The analysis revealed that across the five clusters, IBM software workloads were running on VMs with a combined CPU assignment of 94 virtual processors — against a total physical core count of 1,280 across the affected hosts. IBM's full-capacity calculation had assigned 1,280 PVU entitlements per physical core multiplied by 100 PVUs, producing its $7M figure. The corrected sub-capacity calculation, applied to the 94 virtual CPUs actually assigned to IBM workloads, reduced the exposure to within the hospital's existing ELA entitlement headroom. Even using IBM's most conservative interpretation of sub-capacity eligibility for the historical period, the financial gap was demonstrably zero.
Out-of-Scope Deployment Rebuttal
The three alleged out-of-scope WebSphere deployments were examined against the hospital's ELA schedule and amendment history. Two of the three deployments were on servers that had been added to the ELA via a purchase order amendment executed in 2022 — IBM's audit team had not cross-referenced the amendment documentation. The third deployment related to a WebSphere instance used exclusively for a third-party clinical application where the software was bundled and licensed as part of the application vendor's agreement; the hospital bore no direct IBM licence obligation for that instance. All three out-of-scope claims were withdrawn once supporting documentation was presented.
The Outcome
Following three rounds of counter-position submissions and two structured negotiation sessions with IBM's commercial and audit teams, IBM formally closed the Software License Review with no payment required from the hospital. The $7 million claim was eliminated in its entirety. The engagement concluded 16 weeks after Redress Compliance's initial instruction.
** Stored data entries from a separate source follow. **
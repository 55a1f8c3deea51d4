use serde::Serialize;

/// Per-import counters. Lives only for the duration of one import call.
#[derive(Debug, Default, Clone, Copy, PartialEq, Eq)]
pub struct ImportOutcome {
    /// Rows parsed and stored.
    pub imported: usize,
    /// Rows skipped because they were not UTF-8 or failed shape or numeric
    /// validation.
    pub rejected: usize,
    /// Rows that parsed but that storage refused.
    pub write_failed: usize,
    /// The byte stream failed before the end of the file.
    pub stopped_early: bool,
}

/// What the caller of an import gets back.
///
/// Only `message` goes over the wire; per-row detail is in the logs.
#[derive(Debug, Serialize)]
pub struct ImportSummary {
    pub message: String,
    #[serde(skip)]
    pub outcome: ImportOutcome,
}

impl From<ImportOutcome> for ImportSummary {
    fn from(outcome: ImportOutcome) -> Self {
        Self {
            message: format!("Processed {} properties.", outcome.imported),
            outcome,
        }
    }
}
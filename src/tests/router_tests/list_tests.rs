// src/tests/router_tests/list_tests.rs
use crate::db::properties::SqlitePropertyRepo;
use crate::domain::repository::PropertyRepository;
use crate::importer::RowParser;
use crate::responses::error_to_response;
use crate::router::{handle, AppState};
use crate::tests::utils::{init_test_db, read_json, sample_record, InMemoryRepo};
use astra::Body;
use http::{Method, Request};

fn get(uri: &str) -> astra::Request {
    Request::builder()
        .method(Method::GET)
        .uri(uri)
        .body(Body::empty())
        .unwrap()
}

#[test]
fn empty_store_lists_nothing() {
    let repo = SqlitePropertyRepo::new(init_test_db("list_empty"));
    let state = AppState::new(repo, RowParser::new(), 2 << 20);

    let json = read_json(handle(get("/property"), &state).unwrap());

    assert_eq!(json["message"], "Got 0 properties data.");
    assert_eq!(json["properties"], serde_json::json!([]));
}

#[test]
fn lists_stored_properties_with_ids() {
    let repo = SqlitePropertyRepo::new(init_test_db("list_stored"));
    repo.insert(&sample_record()).unwrap();
    let mut second = sample_record();
    second.building = String::new();
    repo.insert(&second).unwrap();

    let state = AppState::new(repo, RowParser::new(), 2 << 20);
    let resp = handle(get("/property"), &state).unwrap();
    assert_eq!(resp.status(), 200);

    let json = read_json(resp);
    assert_eq!(json["message"], "Got 2 properties data.");

    let first = &json["properties"][0];
    assert_eq!(first["id"], 1);
    assert_eq!(first["full_address"], "Tokyo Shibuya Jingumae, 1 2 3, Sky Tower");
    assert_eq!(first["nearest_station"], "Harajuku");
    assert_eq!(first["property_type"], "House");

    let second = &json["properties"][1];
    assert_eq!(second["id"], 2);
    assert_eq!(second["building"], "");
    assert_eq!(second["full_address"], "Tokyo Shibuya Jingumae, 1 2 3, ");
}

#[test]
fn storage_failure_is_a_generic_500() {
    let repo = InMemoryRepo::broken();
    let state = AppState::new(&repo, RowParser::new(), 2 << 20);

    let resp = error_to_response(handle(get("/property"), &state).unwrap_err());

    assert_eq!(resp.status(), 500);
    assert_eq!(read_json(resp)["error"], "Internal Server Error");
}

#[test]
fn list_path_requires_get() {
    let repo = InMemoryRepo::default();
    let state = AppState::new(&repo, RowParser::new(), 2 << 20);
    let req = Request::builder()
        .method(Method::POST)
        .uri("/property")
        .body(Body::empty())
        .unwrap();

    let resp = error_to_response(handle(req, &state).unwrap_err());
    assert_eq!(resp.status(), 404);
}

#[test]
fn unknown_path_is_not_found() {
    let repo = InMemoryRepo::default();
    let state = AppState::new(&repo, RowParser::new(), 2 << 20);

    let resp = error_to_response(handle(get("/nope"), &state).unwrap_err());
    assert_eq!(resp.status(), 404);
}
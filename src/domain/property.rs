// src/domain/property.rs

use serde::Serialize;

/// A single property listing as read from an import row.
///
/// Either every field was parsed or the record doesn't exist; the importer
/// never builds a partial one. Identity is assigned by storage on insert.
#[derive(Debug, PartialEq, Eq, Clone, Serialize)]
pub struct PropertyRecord {
    pub prefecture: String,
    pub city: String,
    pub town: String,
    pub chome: u32,  // 丁目
    pub banchi: u32, // 番地
    pub go: u32,     // 号
    pub building: String,
    pub price: i64,
    pub nearest_station: String,
    pub property_type: String,
    /// Kept verbatim; the source doesn't say which unit it uses.
    pub land_area: String,
}

/// A record as it lives in the `properties` table.
#[derive(Debug, PartialEq, Eq, Clone)]
pub struct StoredProperty {
    pub id: i64,
    pub record: PropertyRecord,
}

/// Formats a property's address into one contiguous string.
/// Used for import logs and for the `full_address` field of the list view.
pub fn full_address(p: &PropertyRecord) -> String {
    format!(
        "{} {} {}, {} {} {}, {}",
        p.prefecture, p.city, p.town, p.chome, p.banchi, p.go, p.building
    )
}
Beyond the immediate financial outcome, the engagement delivered lasting structural benefits for the hospital's IBM licence programme. ILMT is now fully deployed across all clusters, generating compliant quarterly reports with a centralised governance process owned by the central IT operations team. A formal ILMT audit readiness checklist was implemented, and IBM licence responsibility was consolidated away from departmental IT groups into a single licensing programme manager role. The hospital's ELA was renegotiated in parallel with the audit closure, achieving an 18% reduction in annual maintenance fees and a modernised scope definition that reflects the actual software estate.
Key Lessons for Healthcare Organisations
This engagement illustrates several IBM audit risks that are acutely elevated in healthcare settings. Decentralised IT governance — where departmental teams manage their own server infrastructure independently of the central ITAM function — consistently creates ILMT coverage gaps that IBM auditors exploit with full-capacity PVU calculations. A single uncovered ESXi host running IBM middleware can generate a seven-figure liability under IBM's methodology if the physical host is large enough.
IBM's practice of auditing shortly after renewal pricing conversations has been observed in multiple healthcare engagements. Organisations that signal price sensitivity or request ELA restructuring without independent advisory support frequently receive audit notices in preference to commercial proposals. Engaging independent IBM specialists before any formal renewal dialogue reduces this risk materially.
Finally, the ILMT reporting gap issue illustrates how technically correct behaviour — performing a version upgrade — can inadvertently create audit exposure if ILMT's scheduler is disrupted without proper documentation. ILMT upgrade and maintenance procedures should always be documented contemporaneously to provide evidence that the tool remained operationally deployed throughout any brief reporting interruption.